Solutions

There are any number of alternative therapies for mental disorders that could be explored. Anatomy of an Epidemic focuses on two programs that have a proven track record of providing superior results.

 

A. Open Dialogue Therapy in Western Lapland for Psychotic Patients

In the Western World, Western Lapland in Finland has adopted a form of care for its psychotic patients that has produced astonishingly good long-term outcomes. At the end of two and five years, eighty percent of first-episode psychotic patients in Western Lapland are either employed or back at school. Only about one third of the patients are ever exposed to antipsychotic medications, and only 20% end up taking the drugs on a continual basis.

1.   Two-Year Outcome in First Episode Psychosis Treated According to an Integrated Model. Is Immediate Neuroleptisation Always Needed? Lehtinen, V. European Psychiatry 15 (2000):312-320.

In this six-center study by Finnish investigators, 43% of the patients in the three experimental groups didn’t receive any antipsychotic medication, and overall, the outcomes for the experimental group “was equal or even somewhat better” than those treated conventionally with drugs. Western Lapland was one of the three experimental sites in this study.

2.   Five-Year Experience of First-Episode Nonaffective Psychosis in Open-Dialogue Approach. Seikkula, J.Psychotherapy Research 16 (2006):214-228.

In this study of open-dialogue therapy in Western Lapland, at the end of five years 82% of  the patients did not have psychotic symptoms, 86% had returned to their studies or were working, and only 14% were on a disability allowance. Only 29% of the patients had ever been exposed to an antipsychotic drug during the five years, and only 17% were on antipsychotics at the end of the study.

3. The Open Dialogue Approach to Acute Psychosis. Seikkula, J. Family Process 42 (2003):403-18.

A review article about open-dialogue therapy.

B. Exercise for Depression

4. Effects of exercise training on older patients with major depression. Blumenthal, J. Archives of Internal Medicine 159 (1999):2349-56.

In this Duke University study, older depressed patients were treated either exercise alone, exercise plus Zoloft, or Zoloft alone, and at the of 16 weeks, those treated with exercise alone were doing as well as the other two groups.
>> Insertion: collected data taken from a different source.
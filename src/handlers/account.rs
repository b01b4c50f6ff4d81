//! Read, list, and mutate operations on existing accounts.

use anyhow::Result;
use serde_json::{json, Map, Value};
use tracing::debug;

use crate::core::Core;
use crate::model::Account;
use crate::msg::{self, bool_field, i64_field, object_field, PROTECTED_FIELDS};
use crate::normalize::{fix_entity, fix_nick_handle};
use crate::reply::Reply;
use crate::resolve::find_user;
use crate::store::{Query, ACCOUNTS};

/// Resolve and return a single account.
pub async fn get_user(core: &Core, msg: Value) -> Result<Reply> {
    match find_user(core, &msg).await? {
        Ok(account) => Ok(Reply::ok().with("user", account.public()?)),
        Err(deny) => Ok(Reply::deny(deny)),
    }
}

/// List accounts matching the request's query object, bounded by the
/// configured result limit unless the caller asks for less.
pub async fn list_user(core: &Core, mut msg: Value) -> Result<Reply> {
    fix_nick_handle(&mut msg, core.options());

    let mut filter = object_field(&msg, "q").cloned().unwrap_or_default();
    filter.retain(|_, value| !value.is_null());

    let limit = i64_field(&msg, "limit")
        .and_then(|limit| usize::try_from(limit).ok())
        .unwrap_or_else(|| core.options().limit());
    let fields = msg::projection(
        core.options().standard_fields(),
        &msg::string_list(&msg, "fields"),
        &[],
    );
    let query = Query::from_filter(filter)
        .with_fields(fields)
        .with_limit(limit);

    let mut users = Vec::new();
    for mut doc in core.store().list(ACCOUNTS, &query).await? {
        fix_entity(&mut doc, core.options());
        users.push(Account::from_doc(doc)?.public()?);
    }
    Ok(Reply::ok().with("users", Value::Array(users)))
}

/// Apply the `active` flag to a resolved account. Everything else goes
/// through `update-user` or a dedicated `change-*` operation.
pub async fn adjust_user(core: &Core, mut msg: Value) -> Result<Reply> {
    fix_nick_handle(&mut msg, core.options());
    let account = match find_user(core, &msg).await? {
        Ok(account) => account,
        Err(deny) => return Ok(Reply::deny(deny)),
    };

    let Some(active) = bool_field(&msg, "active") else {
        return Ok(Reply::ok().with("user", account.public()?));
    };

    let id = account.require_id()?;
    let doc = core
        .store()
        .save(ACCOUNTS, json!({ "id": id, "active": active }))
        .await?;
    debug!(id = %id, active, "adjusted account");
    Ok(Reply::ok().with("user", Account::from_doc(doc)?.public()?))
}

/// Merge non-protected custom fields into a resolved account.
pub async fn update_user(core: &Core, mut msg: Value) -> Result<Reply> {
    fix_nick_handle(&mut msg, core.options());

    // The patch container holds new values, not lookup criteria; resolve
    // from the rest of the request only.
    let mut lookup = msg.clone();
    if let Some(map) = lookup.as_object_mut() {
        map.remove("user_data");
        let resolved_user = map
            .get("user")
            .and_then(|user| user.get("id"))
            .and_then(Value::as_str)
            .is_some();
        if !resolved_user {
            map.remove("user");
        }
    }
    let account = match find_user(core, &lookup).await? {
        Ok(account) => account,
        Err(deny) => return Ok(Reply::deny(deny)),
    };

    let mut patch: Map<String, Value> = object_field(&msg, "user_data")
        .or_else(|| object_field(&msg, "user"))
        .cloned()
        .unwrap_or_default();
    for key in PROTECTED_FIELDS.iter().chain(["password", "repeat", "sv"].iter()) {
        patch.remove(*key);
    }

    let id = account.require_id()?;
    patch.insert("id".to_string(), json!(id));
    let doc = core.store().save(ACCOUNTS, Value::Object(patch)).await?;
    Ok(Reply::ok().with("user", Account::from_doc(doc)?.public()?))
}

/// Deactivate an account. Nothing is deleted here; storage-level removal
/// semantics belong to the store.
pub async fn remove_user(core: &Core, mut msg: Value) -> Result<Reply> {
    fix_nick_handle(&mut msg, core.options());
    let account = match find_user(core, &msg).await? {
        Ok(account) => account,
        Err(deny) => return Ok(Reply::deny(deny)),
    };

    let id = account.require_id()?;
    let doc = core
        .store()
        .save(ACCOUNTS, json!({ "id": id, "active": false }))
        .await?;
    debug!(id = %id, "removed account");
    Ok(Reply::ok().with("user", Account::from_doc(doc)?.public()?))
}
5. Exercise treatment for major depression. Babyak, M. Psychosomatic Medicine 62 (2000):633-8.

In the Duke study (above), at the end of ten months, the exercise-alone patients had a much better stay-well rate than either of the other two groups.

6. Benefits from aerobic exercise in patients with depression. British Journal of Sports Medicine 35 (2001):114-7.

7. A randomized, controlled study on the effects of a short-term endurance training programme in patients with major depression. Knubben, K. British Journal of Sports Medicine 41 (2007):29-33.

8. Physical activity, exercise, depression and anxiety disorders. Strohle, A. Journal of Neural Transmission 116 (2009):777-84.

These three studies (and others) have shown that exercise produces a “substantial improvement” within six weeks; that its effect size is “large;” and that 70% of all depressed patient respond to an exercise program.